# What to do
Each line that contains the word "CartesianCoordinates" is to be copied from the records below.

# Supplied records
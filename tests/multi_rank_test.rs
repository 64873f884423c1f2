//! Pencil solves split across thread-backed ranks reproduce the
//! single-rank results on every rank.

use num_complex::Complex64;
use spectral_rs::operators::{ddt, interp, lap, lift};
use spectral_rs::{
    CartesianCoordinates, CartesianSpace, Distributor, Dtype, Field, FieldRef, FourierBasis, InitialValueSolver,
    JacobiBasis, LiftBasis, LinearBoundaryValueSolver, LocalComm, MultistepScheme, Problem, SolverConfig,
};
use std::f64::consts::PI;
use std::sync::Arc;
use std::thread;

const RANKS: usize = 3;
const STEPS: usize = 8;

/// Dirichlet Poisson (or heat) problem on a periodic channel.
fn channel(ivp: bool) -> (Problem, FieldRef) {
    let c = CartesianCoordinates::new(&["x", "y"]);
    let x = FourierBasis::real(c.coord(0).clone(), 16, (0.0, 2.0 * PI), 1.5).unwrap();
    let y = Arc::new(JacobiBasis::chebyshev(c.coord(1).clone(), 12, (0.0, 1.0), 1.5).unwrap());
    let full = CartesianSpace::new(c.clone(), Dtype::Real, vec![Some(x.into()), Some(Arc::clone(&y).into())])
        .unwrap();
    let mut u = Field::scalar("u", full.clone().into()).unwrap();
    u.set_grid_fn(|_, p| (p[0].sin() + 0.5 * (3.0 * p[0]).cos()) * p[1] * (1.0 - p[1]))
        .unwrap();
    let u = u.into_ref();
    let mut f = Field::scalar("f", full.clone().into()).unwrap();
    f.set_grid_fn(|_, p| p[0].cos() * p[1] + (2.0 * p[0]).sin() * p[1] * p[1])
        .unwrap();
    let f = f.into_ref();
    let t1 = Field::scalar("tau1", full.restrict(1).into()).unwrap().into_ref();
    let t2 = Field::scalar("tau2", full.restrict(1).into()).unwrap().into_ref();
    let lb = LiftBasis::Interval(Arc::new(y.clone_with(1.5, 1.5).unwrap()));
    let vars = vec![Arc::clone(&u), Arc::clone(&t1), Arc::clone(&t2)];
    let built = if ivp { Problem::ivp(vars) } else { Problem::lbvp(vars) };
    let mut problem = built.unwrap();
    let taus = lift(&t1, lb.clone(), -1) + lift(&t2, lb, -2);
    if ivp {
        problem.add_equation(ddt(&u) - lap(&u) + taus, &f).unwrap();
    } else {
        problem.add_equation(lap(&u) + taus, &f).unwrap();
    }
    problem.add_equation(interp(&u, c.coord(1), 0.0), 0.0).unwrap();
    problem.add_equation(interp(&u, c.coord(1), 1.0), 1.0).unwrap();
    (problem, u)
}

fn solve_lbvp(distributor: Distributor) -> Vec<Complex64> {
    let (problem, u) = channel(false);
    let mut solver = LinearBoundaryValueSolver::with_distributor(problem, SolverConfig::default(), distributor).unwrap();
    solver.solve().unwrap();
    let coeffs = u.write().coeff().unwrap().to_vec();
    coeffs
}

fn run_ivp(distributor: Distributor) -> Vec<Complex64> {
    let (problem, u) = channel(true);
    let config = SolverConfig::default().with_scheme(MultistepScheme::Sbdf2);
    let mut solver = InitialValueSolver::with_distributor(problem, config, distributor).unwrap();
    for _ in 0..STEPS {
        solver.step(1e-3).unwrap();
    }
    assert_eq!(solver.iteration(), STEPS as u64);
    let coeffs = u.write().coeff().unwrap().to_vec();
    coeffs
}

/// Run `f` on every rank of a thread-backed communicator.
fn on_ranks(f: fn(Distributor) -> Vec<Complex64>) -> Vec<Vec<Complex64>> {
    let handles: Vec<_> = LocalComm::create(RANKS)
        .into_iter()
        .map(|comm| {
            thread::spawn(move || {
                let distributor = Distributor::new(Arc::new(comm), None).unwrap();
                assert_eq!(distributor.size(), RANKS);
                f(distributor)
            })
        })
        .collect();
    handles.into_iter().map(|h| h.join().unwrap()).collect()
}

fn max_diff(a: &[Complex64], b: &[Complex64]) -> f64 {
    assert_eq!(a.len(), b.len());
    a.iter().zip(b).fold(0.0f64, |m, (x, y)| m.max((x - y).norm()))
}

#[test]
fn test_lbvp_on_three_ranks_matches_serial() {
    let serial = solve_lbvp(Distributor::serial());
    assert!(serial.iter().any(|c| c.norm() > 1e-3));
    for (rank, coeffs) in on_ranks(solve_lbvp).iter().enumerate() {
        let diff = max_diff(coeffs, &serial);
        assert!(diff < 1e-12, "rank {rank}: {diff:e}");
    }
}

#[test]
fn test_ivp_on_three_ranks_matches_serial() {
    let serial = run_ivp(Distributor::serial());
    for (rank, coeffs) in on_ranks(run_ivp).iter().enumerate() {
        let diff = max_diff(coeffs, &serial);
        assert!(diff < 1e-12, "rank {rank}: {diff:e}");
    }
}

# Answer to this exercise
    CartesianCoordinates, CartesianSpace, Distributor, Dtype, Field, FieldRef, FourierBasis, InitialValueSolver,
    let c = CartesianCoordinates::new(&["x", "y"]);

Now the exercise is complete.